Welcome to Fun Friday in my Special Ed classroom.

It isn’t only the students who learn.

I put out paper, paint, water, and brushes. As I handed the last kid his brush I noticed paint on his fingers. I looked up. His cheek and lips were swabbed in navy blue paint.

“Why is there paint on your face?” I ask.

He says, “I no know.”

His teeth and tongue are also blue.

I say, “We don’t eat paint!”

He says, “No eat. Taste yukky.” And then he drank the paint water — luckily, it was still clean.

Fun Friday isn’t all fun and games. Some learning also happens — usually by me.

(For those now horrified, the paint is Crayola Brand, it’s non-toxic & washable. It is perfectly kid-safe. Some days, I am not sure I am.)

6 thoughts on “Feeling Blue

  1. “I dunno, dude, that kid might be smarta than she thinks.”

    “Yeah?”

    “Did she ask tha kid ta draw a Pict-ure?”

    “Whoa!”

    “Nah, dude. Woad.”

    “Dude?”

    “Yeah?”

    “Ya started tokin’ a’ready? Wit’out me?!?”

    • Lol! Well, green was right next to the blue and remained unslurped. However, he pretty much “red” everything on the table.

    • No, Nat. Smack MY head. It has been almost a year and I still over-estimate my littles at every turn.

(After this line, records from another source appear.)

//! Stopwatch accumulator.
//!
//! Elapsed time is derived from an anchor instant rather than accumulated
//! tick by tick, so a late or skipped tick never loses time. The anchor is
//! recomputed on every start as `now - elapsed`, which absorbs the length of
//! any pause.
//!
//! ```text
//! Stopped(elapsed=0) -> Running -> Paused -> Running -> ... -> (reset) Stopped
//! ```

use chrono::{DateTime, Utc};
use serde::{Deserialize, Serialize};
use tracing::debug;

use crate::events::Event;
use crate::format::format_stopwatch;
use crate::time_source::epoch_ms;

/// A recorded split of a running stopwatch.
#[derive(Debug, Clone, Copy, PartialEq, Eq, Serialize, Deserialize)]
pub struct LapRecord {
    /// 1-based, in recording order.
    pub index: u32,
    /// Stopwatch reading when the lap was taken.
    pub cumulative_ms: u64,
    /// Time since the previous lap (or since zero for the first lap).
    pub delta_ms: u64,
}

impl LapRecord {
    pub fn label(&self) -> String {
        format!("LAP {:02}", self.index)
    }
}

#[derive(Debug, Clone, Default)]
pub struct Stopwatch {
    elapsed_ms: u64,
    running: bool,
    /// Epoch ms at which the stopwatch would have read zero. Only meaningful
    /// while running.
    anchor_ms: Option<u64>,
    /// Most recent first.
    laps: Vec<LapRecord>,
}

impl Stopwatch {
    pub fn new() -> Self {
        Self::default()
    }

    // ── Queries ──────────────────────────────────────────────────────

    pub fn elapsed_ms(&self) -> u64 {
        self.elapsed_ms
    }

    pub fn is_running(&self) -> bool {
        self.running
    }

    /// Laps, most recent first.
    pub fn laps(&self) -> &[LapRecord] {
        &self.laps
    }

    pub fn latest_lap(&self) -> Option<&LapRecord> {
        self.laps.first()
    }

    pub fn can_lap(&self) -> bool {
        self.running && self.elapsed_ms > 0
    }

    pub fn readout(&self) -> String {
        format_stopwatch(self.elapsed_ms)
    }

    // ── Commands ─────────────────────────────────────────────────────

    pub fn start(&mut self, now: DateTime<Utc>) -> Option<Event> {
        if self.running {
            return None;
        }
        self.anchor_ms = Some(epoch_ms(now).saturating_sub(self.elapsed_ms));
        self.running = true;
        debug!(elapsed_ms = self.elapsed_ms, "stopwatch started");
        Some(Event::StopwatchStarted {
            elapsed_ms: self.elapsed_ms,
            at: now,
        })
    }

    pub fn pause(&mut self, now: DateTime<Utc>) -> Option<Event> {
        if !self.running {
            return None;
        }
        self.sample(now);
        self.running = false;
        self.anchor_ms = None;
        debug!(elapsed_ms = self.elapsed_ms, "stopwatch paused");
        Some(Event::StopwatchPaused {
            elapsed_ms: self.elapsed_ms,
            at: now,
        })
    }

    /// The single start/stop button: pause when running, start otherwise.
    pub fn toggle(&mut self, now: DateTime<Utc>) -> Option<Event> {
        if self.running {
            self.pause(now)
        } else {
            self.start(now)
        }
    }

    pub fn reset(&mut self, now: DateTime<Utc>) -> Option<Event> {
        self.running = false;
        self.anchor_ms = None;
        self.elapsed_ms = 0;
        self.laps.clear();
        debug!("stopwatch reset");
        Some(Event::StopwatchReset { at: now })
    }

    /// Record a split. Ignored unless running with a non-zero reading.
    pub fn lap(&mut self, now: DateTime<Utc>) -> Option<Event> {
        if self.running {
            self.sample(now);
        }
        if !self.can_lap() {
            return None;
        }
        let previous = self.latest_lap().map(|l| l.cumulative_ms).unwrap_or(0);
        let lap = LapRecord {
            index: self.laps.len() as u32 + 1,
            cumulative_ms: self.elapsed_ms,
            delta_ms: self.elapsed_ms.saturating_sub(previous),
        };
        self.laps.insert(0, lap);
        debug!(index = lap.index, cumulative_ms = lap.cumulative_ms, "lap recorded");
        Some(Event::LapRecorded { lap, at: now })
    }

    /// Call periodically while running to refresh the reading.
    pub fn tick(&mut self, now: DateTime<Utc>) -> Option<Event> {
        if self.running {
            self.sample(now);
        }
        None
    }

    // ── Internal ─────────────────────────────────────────────────────

    fn sample(&mut self, now: DateTime<Utc>) {
        if let Some(anchor) = self.anchor_ms {
            // A wall clock stepping backwards must not rewind the reading.
            self.elapsed_ms = self.elapsed_ms.max(epoch_ms(now).saturating_sub(anchor));
        }
    }
}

I am not used to teaching kinder and first grade in the first place, so I constantly under-estimate what my Special Ed kinder and first graders don’t know. I put little dollops of paint on a plastic “dish” (paint tray) in front of him, I should have EXPECTED him to eat it, but instead, since he was excited and enthusiastic when I said we were going to paint, I assumed he knew — emphasis on “ass.”